How common is antisocial personality disorder?

Very little research exists regarding antisocial personality disorder. The prevalence of the disorder is considered to be low, as it is seen in only 1% of the U.S. adult population. Both lifetime prevalence and the percentage of severe cases are unreported. Antisocial personality disorder is more common in men than women.

Oftentimes, those with antisocial personality disorder struggle with other co-occurring conditions, especially substance abuse and reckless behavior, which can lead to higher mortality rates for those afflicted. Additionally, among those with ASPD, 50% also have an anxiety disorder and 25% have some type of depressive disorder.

What is antisocial personality disorder treatment?
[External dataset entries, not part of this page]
//! Value objects for the booking domain.

use chrono::NaiveDate;
use common::{CenterId, TechnicianId, TechnicianSlotId};
use serde::{Deserialize, Serialize};

/// Money amount in đồng. The currency has no minor unit.
#[derive(Debug, Clone, Copy, PartialEq, Eq, PartialOrd, Ord, Hash, Serialize, Deserialize)]
#[serde(transparent)]
pub struct Money(i64);

impl Money {
    /// Creates a new Money amount.
    pub const fn new(amount: i64) -> Self {
        Self(amount)
    }

    /// Returns zero money.
    pub const fn zero() -> Self {
        Self(0)
    }

    /// Returns the raw amount.
    pub fn amount(&self) -> i64 {
        self.0
    }

    /// Returns true if the amount is positive.
    pub fn is_positive(&self) -> bool {
        self.0 > 0
    }

    /// Returns true if the amount is negative.
    pub fn is_negative(&self) -> bool {
        self.0 < 0
    }

    /// Subtracts `other`, flooring at zero.
    pub fn saturating_discount(&self, other: Money) -> Money {
        Money((self.0 - other.0).max(0))
    }
}

impl Default for Money {
    fn default() -> Self {
        Self::zero()
    }
}

impl std::fmt::Display for Money {
    fn fmt(&self, f: &mut std::fmt::Formatter<'_>) -> std::fmt::Result {
        let digits = self.0.unsigned_abs().to_string();
        let mut grouped = String::with_capacity(digits.len() + digits.len() / 3);
        for (i, ch) in digits.chars().enumerate() {
            if i > 0 && (digits.len() - i) % 3 == 0 {
                grouped.push('.');
            }
            grouped.push(ch);
        }
        if self.0 < 0 {
            write!(f, "-{grouped}đ")
        } else {
            write!(f, "{grouped}đ")
        }
    }
}

impl std::ops::Add for Money {
    type Output = Money;

    fn add(self, rhs: Self) -> Self::Output {
        Money(self.0 + rhs.0)
    }
}

impl std::ops::Sub for Money {
    type Output = Money;

    fn sub(self, rhs: Self) -> Self::Output {
        Money(self.0 - rhs.0)
    }
}

impl From<i64> for Money {
    fn from(amount: i64) -> Self {
        Self(amount)
    }
}

/// Address of one unit of technician capacity.
///
/// Two holds conflict exactly when their keys are equal.
#[derive(Debug, Clone, Copy, PartialEq, Eq, Hash, Serialize, Deserialize)]
#[serde(rename_all = "camelCase")]
pub struct SlotKey {
    pub center_id: CenterId,
    pub technician_id: TechnicianId,
    pub date: NaiveDate,
    pub technician_slot_id: TechnicianSlotId,
}

impl SlotKey {
    pub fn new(
        center_id: CenterId,
        technician_id: TechnicianId,
        date: NaiveDate,
        technician_slot_id: TechnicianSlotId,
    ) -> Self {
        Self {
            center_id,
            technician_id,
            date,
            technician_slot_id,
        }
    }
}

impl std::fmt::Display for SlotKey {
    fn fmt(&self, f: &mut std::fmt::Formatter<'_>) -> std::fmt::Result {
        write!(
            f,
            "center {} / technician {} / {} / slot {}",
            self.center_id, self.technician_id, self.date, self.technician_slot_id
        )
    }
}

/// A license plate in canonical form.
///
/// Surrounding and internal whitespace is dropped and letters are uppercased;
/// dashes and dots are kept, so `"51a-123.45"` and `" 51A-123.45"` are the
/// same plate.
#[derive(Debug, Clone, PartialEq, Eq, Hash, Serialize, Deserialize)]
#[serde(transparent)]
pub struct LicensePlate(String);

impl LicensePlate {
    /// Normalizes a raw plate. Returns `None` if nothing is left.
    pub fn parse(raw: &str) -> Option<Self> {
        let normalized: String = raw
            .chars()
            .filter(|c| !c.is_whitespace())
            .flat_map(char::to_uppercase)
            .collect();
        (!normalized.is_empty()).then_some(Self(normalized))
    }

    pub fn as_str(&self) -> &str {
        &self.0
    }

    /// Compares against an unnormalized plate.
    pub fn matches(&self, raw: &str) -> bool {
        LicensePlate::parse(raw).is_some_and(|other| other == *self)
    }
}

impl std::fmt::Display for LicensePlate {
    fn fmt(&self, f: &mut std::fmt::Formatter<'_>) -> std::fmt::Result {
        write!(f, "{}", self.0)
    }
}

impl AsRef<str> for LicensePlate {
    fn as_ref(&self) -> &str {
        &self.0
    }
}
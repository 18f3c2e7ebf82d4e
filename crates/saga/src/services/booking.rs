//! Booking creation gateway trait and in-memory implementation.

use std::sync::{Arc, PoisonError, RwLock, RwLockReadGuard, RwLockWriteGuard};

use async_trait::async_trait;
use chrono::NaiveDate;
use common::{BookingId, CenterId, CustomerId, ServiceId, TechnicianId, TechnicianSlotId, VehicleId};
use serde::Serialize;
use serde_json::{Value, json};

use crate::error::SagaError;

const SERVICE: &str = "booking";

/// Body of a `CreateBooking` call.
#[derive(Debug, Clone, PartialEq, Eq, Serialize)]
#[serde(rename_all = "camelCase")]
pub struct BookingPayload {
    pub customer_id: CustomerId,
    pub vehicle_id: VehicleId,
    pub center_id: CenterId,
    pub technician_id: TechnicianId,
    pub technician_slot_id: TechnicianSlotId,
    pub date: NaiveDate,
    pub service_id: ServiceId,
    #[serde(skip_serializing_if = "Option::is_none")]
    pub notes: Option<String>,
}

/// The backend's booking creation endpoint.
///
/// Returns the raw response body: the backend has answered in several shapes
/// over time, and parsing is the caller's job.
#[async_trait]
pub trait BookingGateway: Send + Sync {
    async fn create_booking(&self, payload: &BookingPayload) -> Result<Value, SagaError>;
}

/// Response body shapes the in-memory gateway can produce.
#[derive(Debug, Clone, Copy, PartialEq, Eq, Default)]
pub enum ResponseShape {
    /// `{"data": {"bookingId": 1001, ...}}`
    #[default]
    Nested,
    /// `{"id": 1001, ...}`
    TopLevel,
    /// `{"data": {"bookingId": "1001"}}`
    StringId,
    /// `{"success": true}` with no id.
    WithoutId,
}

#[derive(Debug)]
struct InMemoryBookingState {
    created: Vec<(BookingId, BookingPayload)>,
    next_id: u64,
    shape: ResponseShape,
    fail: bool,
}

impl Default for InMemoryBookingState {
    fn default() -> Self {
        Self {
            created: Vec::new(),
            next_id: 1000,
            shape: ResponseShape::default(),
            fail: false,
        }
    }
}

/// In-memory booking gateway for testing.
#[derive(Debug, Clone, Default)]
pub struct InMemoryBookingGateway {
    state: Arc<RwLock<InMemoryBookingState>>,
}

impl InMemoryBookingGateway {
    pub fn new() -> Self {
        Self::default()
    }

    pub fn set_fail_on_create(&self, fail: bool) {
        self.write().fail = fail;
    }

    pub fn set_response_shape(&self, shape: ResponseShape) {
        self.write().shape = shape;
    }

    /// Returns the number of bookings the backend holds.
    pub fn booking_count(&self) -> usize {
        self.read().created.len()
    }

    pub fn created(&self) -> Vec<(BookingId, BookingPayload)> {
        self.read().created.clone()
    }

    fn read(&self) -> RwLockReadGuard<'_, InMemoryBookingState> {
        self.state.read().unwrap_or_else(PoisonError::into_inner)
    }

    fn write(&self) -> RwLockWriteGuard<'_, InMemoryBookingState> {
        self.state.write().unwrap_or_else(PoisonError::into_inner)
    }
}

#[async_trait]
impl BookingGateway for InMemoryBookingGateway {
    async fn create_booking(&self, payload: &BookingPayload) -> Result<Value, SagaError> {
        let mut state = self.write();
        if state.fail {
            return Err(SagaError::service(SERVICE, "upstream returned 503"));
        }

        state.next_id += 1;
        let booking_id = BookingId::new(state.next_id);
        state.created.push((booking_id, payload.clone()));

        let id = booking_id.get();
        Ok(match state.shape {
            ResponseShape::Nested => json!({
                "success": true,
                "data": { "bookingId": id, "status": "PENDING" }
            }),
            ResponseShape::TopLevel => json!({ "id": id, "status": "PENDING" }),
            ResponseShape::StringId => json!({ "data": { "bookingId": id.to_string() } }),
            ResponseShape::WithoutId => json!({ "success": true }),
        })
    }
}
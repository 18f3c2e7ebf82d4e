//! Liveness endpoint.

use axum::Json;
use serde::Serialize;

#[derive(Serialize)]
pub struct HealthResponse {
    pub status: &'static str,
    pub service: &'static str,
    pub version: &'static str,
}

/// GET /health
pub async fn check() -> Json<HealthResponse> {
    Json(HealthResponse {
        status: "ok",
        service: "booking-core",
        version: env!("CARGO_PKG_VERSION"),
    })
}
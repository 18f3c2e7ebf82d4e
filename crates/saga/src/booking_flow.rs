//! Booking saga constants.

/// The saga type identifier for booking creation.
pub const SAGA_TYPE: &str = "BookingCreation";

/// Step name: Place a hold on the requested slot.
pub const STEP_HOLD_SLOT: &str = "hold_slot";

/// Step name: Create the booking on the backend and register it locally.
pub const STEP_CREATE_BOOKING: &str = "create_booking";

/// Step name: Apply the promotion code, if one was given.
pub const STEP_APPLY_PROMOTION: &str = "apply_promotion";

/// Hold lifetime advertised to customers ("giữ chỗ trong 15 phút").
pub const DEFAULT_HOLD_TTL_MINUTES: i64 = 15;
Research surrounding antisocial personality disorder treatment and its effectiveness is also limited. Intensive treatment is usually necessary. Of those studied, treatment that focused on the risk-taking behaviors and substance abuse were the most productive. Additionally, research showed that when individuals with ASPD attended four treatment sessions per week for a minimum of one year, they received better results. Antisocial personality disorder treatment shows more positive results when intervening while the individual is still young.

Despite the narrow scope of research, antisocial personality disorder treatment should still be pursued, as treatment is beneficial to both those with the disorder and those around them. Treatment can also help to minimize the risk these individuals face by addressing their preference for risky behavior, helping them live a longer, healthier life.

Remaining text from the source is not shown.